╔══

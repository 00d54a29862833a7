//! Live connection manager
//!
//! Maintains a best-effort persistent WebSocket to the companion server,
//! forwards token/status pushes to the owning client, and exposes a
//! fire-and-forget `send`. The manager retries forever with capped
//! exponential backoff; there is no retry limit and no terminal failure
//! state. Messages sent while the channel is down are dropped, not queued.

use std::time::Duration;

use futures_util::{SinkExt, StreamExt};
use tokio::net::TcpStream;
use tokio::sync::{mpsc, watch};
use tokio_tungstenite::{MaybeTlsStream, WebSocketStream, connect_async, tungstenite::Message};
use tracing::{debug, info, warn};

use crate::protocol::{self, ClientMessage, ServerEvent};

/// Default backoff floor
pub const DEFAULT_RECONNECT_FLOOR_MS: u64 = 1000;
/// Default backoff ceiling
pub const DEFAULT_RECONNECT_CEILING_MS: u64 = 15_000;

/// Reconnect backoff bounds
#[derive(Debug, Clone, Copy, PartialEq, Eq)]
pub struct ReconnectPolicy {
    pub floor: Duration,
    pub ceiling: Duration,
}

impl Default for ReconnectPolicy {
    fn default() -> Self {
        Self {
            floor: Duration::from_millis(DEFAULT_RECONNECT_FLOOR_MS),
            ceiling: Duration::from_millis(DEFAULT_RECONNECT_CEILING_MS),
        }
    }
}

/// Mutable backoff scalar, owned exclusively by the connection task.
///
/// Doubles on every consecutive failure (capped at the ceiling) and resets
/// to the floor on a successful open.
#[derive(Debug)]
pub struct ReconnectDelay {
    current: Duration,
    policy: ReconnectPolicy,
}

impl ReconnectDelay {
    pub fn new(policy: ReconnectPolicy) -> Self {
        Self {
            current: policy.floor,
            policy,
        }
    }

    /// Delay to wait before the next attempt; the one after doubles.
    pub fn next_delay(&mut self) -> Duration {
        let delay = self.current;
        self.current = (self.current * 2).min(self.policy.ceiling);
        delay
    }

    /// Back to the floor, called on every successful open.
    pub fn reset(&mut self) {
        self.current = self.policy.floor;
    }
}

/// Connection state, owned by the manager and mirrored to observers
#[derive(Debug, Clone, Copy, Default, PartialEq, Eq)]
pub enum ConnectionState {
    #[default]
    Disconnected,
    Connecting,
    Connected,
}

/// Events surfaced to the owning client
#[derive(Debug, Clone, PartialEq, Eq)]
pub enum ConnectionEvent {
    /// Channel opened (`true`) or closed (`false`)
    Status(bool),
    /// Session token pushed by the server
    Token(String),
}

/// Handle to a spawned connection task.
///
/// Dropping the handle (or calling [`shutdown`](Self::shutdown)) closes the
/// active socket and cancels any pending reconnect, so a torn-down session
/// cannot leak a reconnect loop.
pub struct ConnectionHandle {
    outbound: mpsc::UnboundedSender<ClientMessage>,
    state: watch::Receiver<ConnectionState>,
    shutdown: watch::Sender<bool>,
}

impl ConnectionHandle {
    /// Current connection state
    pub fn state(&self) -> ConnectionState {
        *self.state.borrow()
    }

    /// Observer for state changes (drives the status indicator)
    pub fn watch_state(&self) -> watch::Receiver<ConnectionState> {
        self.state.clone()
    }

    /// Serialize and write `message` iff the channel is connected.
    ///
    /// Anything sent while the channel is connecting or down is dropped
    /// with a warning. There is no queueing or replay.
    pub fn send(&self, message: ClientMessage) {
        if self.state() != ConnectionState::Connected {
            warn!("live channel is not connected, dropping outbound message");
            return;
        }
        if self.outbound.send(message).is_err() {
            warn!("connection task is gone, dropping outbound message");
        }
    }

    /// Close the socket and stop reconnecting.
    pub fn shutdown(&self) {
        let _ = self.shutdown.send(true);
    }
}

/// Spawns and owns the single connection task.
///
/// At most one socket exists per spawned manager: the task is the sole
/// owner of the socket handle and the backoff scalar, so a second attempt
/// can never start while one is open.
pub struct ConnectionManager;

impl ConnectionManager {
    /// Spawn the connection task against `url`.
    ///
    /// Returns the handle for `send`/`shutdown` and the receiver carrying
    /// status and token events in arrival order.
    pub fn spawn(
        url: String,
        policy: ReconnectPolicy,
    ) -> (ConnectionHandle, mpsc::UnboundedReceiver<ConnectionEvent>) {
        let (event_tx, event_rx) = mpsc::unbounded_channel();
        let (outbound_tx, outbound_rx) = mpsc::unbounded_channel();
        let (state_tx, state_rx) = watch::channel(ConnectionState::Disconnected);
        let (shutdown_tx, shutdown_rx) = watch::channel(false);

        tokio::spawn(run(url, policy, event_tx, outbound_rx, state_tx, shutdown_rx));

        let handle = ConnectionHandle {
            outbound: outbound_tx,
            state: state_rx,
            shutdown: shutdown_tx,
        };
        (handle, event_rx)
    }
}

async fn run(
    url: String,
    policy: ReconnectPolicy,
    events: mpsc::UnboundedSender<ConnectionEvent>,
    mut outbound: mpsc::UnboundedReceiver<ClientMessage>,
    state: watch::Sender<ConnectionState>,
    mut shutdown: watch::Receiver<bool>,
) {
    let mut delay = ReconnectDelay::new(policy);

    loop {
        if *shutdown.borrow() {
            break;
        }

        let _ = state.send(ConnectionState::Connecting);
        match connect_async(url.as_str()).await {
            Ok((socket, _)) => {
                info!(%url, "live channel connected");
                delay.reset();
                let _ = state.send(ConnectionState::Connected);
                let _ = events.send(ConnectionEvent::Status(true));

                let stopping = drive(socket, &events, &mut outbound, &mut shutdown).await;

                let _ = state.send(ConnectionState::Disconnected);
                let _ = events.send(ConnectionEvent::Status(false));
                if stopping {
                    break;
                }
            }
            Err(err) => {
                // The subsequent backoff wait plays the role of the close
                // event: the attempt failed, the loop carries on.
                warn!(%err, "live channel connect failed");
                let _ = state.send(ConnectionState::Disconnected);
            }
        }

        let wait = delay.next_delay();
        debug!(?wait, "scheduling reconnect");
        tokio::select! {
            _ = tokio::time::sleep(wait) => {}
            changed = shutdown.changed() => {
                if changed.is_err() || *shutdown.borrow() {
                    break;
                }
            }
        }
    }

    debug!("connection task stopped");
}

/// Drive one open socket until it closes.
///
/// Returns `true` when the owning session is shutting down (no reconnect
/// must follow), `false` on any transport-initiated close.
async fn drive(
    socket: WebSocketStream<MaybeTlsStream<TcpStream>>,
    events: &mpsc::UnboundedSender<ConnectionEvent>,
    outbound: &mut mpsc::UnboundedReceiver<ClientMessage>,
    shutdown: &mut watch::Receiver<bool>,
) -> bool {
    let (mut sink, mut stream) = socket.split();

    loop {
        tokio::select! {
            frame = stream.next() => match frame {
                Some(Ok(Message::Text(text))) => {
                    if let Some(ServerEvent::Token(token)) = protocol::parse_frame(text.as_str()) {
                        let _ = events.send(ConnectionEvent::Token(token));
                    }
                }
                Some(Ok(Message::Close(_))) | None => {
                    debug!("live channel closed by peer");
                    return false;
                }
                Some(Ok(_)) => {}
                Some(Err(err)) => {
                    warn!(%err, "live channel transport error");
                    return false;
                }
            },
            message = outbound.recv() => match message {
                Some(message) => match serde_json::to_string(&message) {
                    Ok(text) => {
                        if let Err(err) = sink.send(Message::text(text)).await {
                            warn!(%err, "live channel write failed");
                            return false;
                        }
                    }
                    Err(err) => warn!(%err, "failed to serialize outbound message"),
                },
                None => return true,
            },
            changed = shutdown.changed() => {
                if changed.is_err() || *shutdown.borrow() {
                    let _ = sink.send(Message::Close(None)).await;
                    return true;
                }
            }
        }
    }
}

#[cfg(test)]
mod tests {
    use super::*;
    use serde_json::json;
    use tokio::sync::mpsc::error::TryRecvError;

    fn policy_ms(floor: u64, ceiling: u64) -> ReconnectPolicy {
        ReconnectPolicy {
            floor: Duration::from_millis(floor),
            ceiling: Duration::from_millis(ceiling),
        }
    }

    #[test]
    fn test_delay_doubles_and_caps() {
        let mut delay = ReconnectDelay::new(ReconnectPolicy::default());

        let waits: Vec<u64> = (0..6).map(|_| delay.next_delay().as_millis() as u64).collect();
        assert_eq!(waits, vec![1000, 2000, 4000, 8000, 15000, 15000]);
    }

    #[test]
    fn test_delay_resets_to_floor() {
        let mut delay = ReconnectDelay::new(ReconnectPolicy::default());

        delay.next_delay();
        delay.next_delay();
        delay.next_delay();
        delay.reset();

        assert_eq!(delay.next_delay(), Duration::from_millis(1000));
        assert_eq!(delay.next_delay(), Duration::from_millis(2000));
    }

    #[test]
    fn test_send_is_noop_when_not_connected() {
        let (outbound_tx, mut outbound_rx) = mpsc::unbounded_channel();
        let (state_tx, state_rx) = watch::channel(ConnectionState::Disconnected);
        let (shutdown_tx, _shutdown_rx) = watch::channel(false);

        let handle = ConnectionHandle {
            outbound: outbound_tx,
            state: state_rx,
            shutdown: shutdown_tx,
        };

        handle.send(ClientMessage::copy_files(vec!["a".to_string(), "b".to_string()]));
        assert!(matches!(outbound_rx.try_recv(), Err(TryRecvError::Empty)));

        state_tx.send(ConnectionState::Connecting).unwrap();
        handle.send(ClientMessage::copy_files(vec!["a".to_string()]));
        assert!(matches!(outbound_rx.try_recv(), Err(TryRecvError::Empty)));
    }

    #[tokio::test]
    async fn test_status_token_and_send_against_loopback_server() {
        let listener = tokio::net::TcpListener::bind("127.0.0.1:0").await.unwrap();
        let addr = listener.local_addr().unwrap();

        let server = tokio::spawn(async move {
            let (tcp, _) = listener.accept().await.unwrap();
            let mut ws = tokio_tungstenite::accept_async(tcp).await.unwrap();

            ws.send(Message::text(r#"{"token":"abc123"}"#)).await.unwrap();
            ws.send(Message::text(r#"{"ping":true}"#)).await.unwrap();
            ws.send(Message::text("not json")).await.unwrap();

            // first text frame back must be the copy action
            let frame = loop {
                match ws.next().await {
                    Some(Ok(Message::Text(text))) => break text,
                    Some(Ok(_)) => continue,
                    other => panic!("expected action frame, got {other:?}"),
                }
            };
            let value: serde_json::Value = serde_json::from_str(frame.as_str()).unwrap();
            assert_eq!(value["type"], "action");
            assert_eq!(value["name"], "copy_files");
            assert_eq!(value["payload"]["hashes"], json!(["a", "b"]));

            // let the client observe the write, then drain until it closes
            ws.send(Message::text(r#"{"token":"ack"}"#)).await.unwrap();
            while let Some(Ok(_)) = ws.next().await {}
        });

        let (handle, mut events) =
            ConnectionManager::spawn(format!("ws://{addr}/ws"), ReconnectPolicy::default());

        assert_eq!(events.recv().await, Some(ConnectionEvent::Status(true)));
        // the ping and malformed frames in between fire nothing
        assert_eq!(
            events.recv().await,
            Some(ConnectionEvent::Token("abc123".to_string()))
        );

        handle.send(ClientMessage::copy_files(vec!["a".to_string(), "b".to_string()]));
        assert_eq!(
            events.recv().await,
            Some(ConnectionEvent::Token("ack".to_string()))
        );

        handle.shutdown();
        assert_eq!(events.recv().await, Some(ConnectionEvent::Status(false)));
        assert_eq!(events.recv().await, None);

        server.await.unwrap();
    }

    #[tokio::test]
    async fn test_reconnects_after_unexpected_close() {
        let listener = tokio::net::TcpListener::bind("127.0.0.1:0").await.unwrap();
        let addr = listener.local_addr().unwrap();

        let server = tokio::spawn(async move {
            // first connection closes immediately
            let (tcp, _) = listener.accept().await.unwrap();
            let mut ws = tokio_tungstenite::accept_async(tcp).await.unwrap();
            ws.close(None).await.unwrap();

            // the manager comes back on its own and gets the token
            let (tcp, _) = listener.accept().await.unwrap();
            let mut ws = tokio_tungstenite::accept_async(tcp).await.unwrap();
            ws.send(Message::text(r#"{"token":"second"}"#)).await.unwrap();
            while let Some(Ok(_)) = ws.next().await {}
        });

        let (handle, mut events) =
            ConnectionManager::spawn(format!("ws://{addr}/ws"), policy_ms(10, 40));

        assert_eq!(events.recv().await, Some(ConnectionEvent::Status(true)));
        assert_eq!(events.recv().await, Some(ConnectionEvent::Status(false)));
        assert_eq!(events.recv().await, Some(ConnectionEvent::Status(true)));
        assert_eq!(
            events.recv().await,
            Some(ConnectionEvent::Token("second".to_string()))
        );

        handle.shutdown();
        assert_eq!(events.recv().await, Some(ConnectionEvent::Status(false)));
        assert_eq!(events.recv().await, None);

        server.await.unwrap();
    }

    #[tokio::test]
    async fn test_shutdown_cancels_pending_reconnect() {
        // nothing listens here, so the task sits in its backoff wait
        let (handle, mut events) =
            ConnectionManager::spawn("ws://127.0.0.1:9/ws".to_string(), policy_ms(60_000, 60_000));

        tokio::time::sleep(Duration::from_millis(50)).await;
        handle.shutdown();

        // channel ends instead of waiting out the 60s delay
        let ended = tokio::time::timeout(Duration::from_secs(1), events.recv())
            .await
            .expect("connection task did not stop");
        assert_eq!(ended, None);
    }
}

╚══

*About this task*: Starting from the records above, copy each line where the string "attempt" is found.

*Answer for the task*:
    /// Delay to wait before the next attempt; the one after doubles.
/// owner of the socket handle and the backoff scalar, so a second attempt
                // event: the attempt failed, the loop carries on.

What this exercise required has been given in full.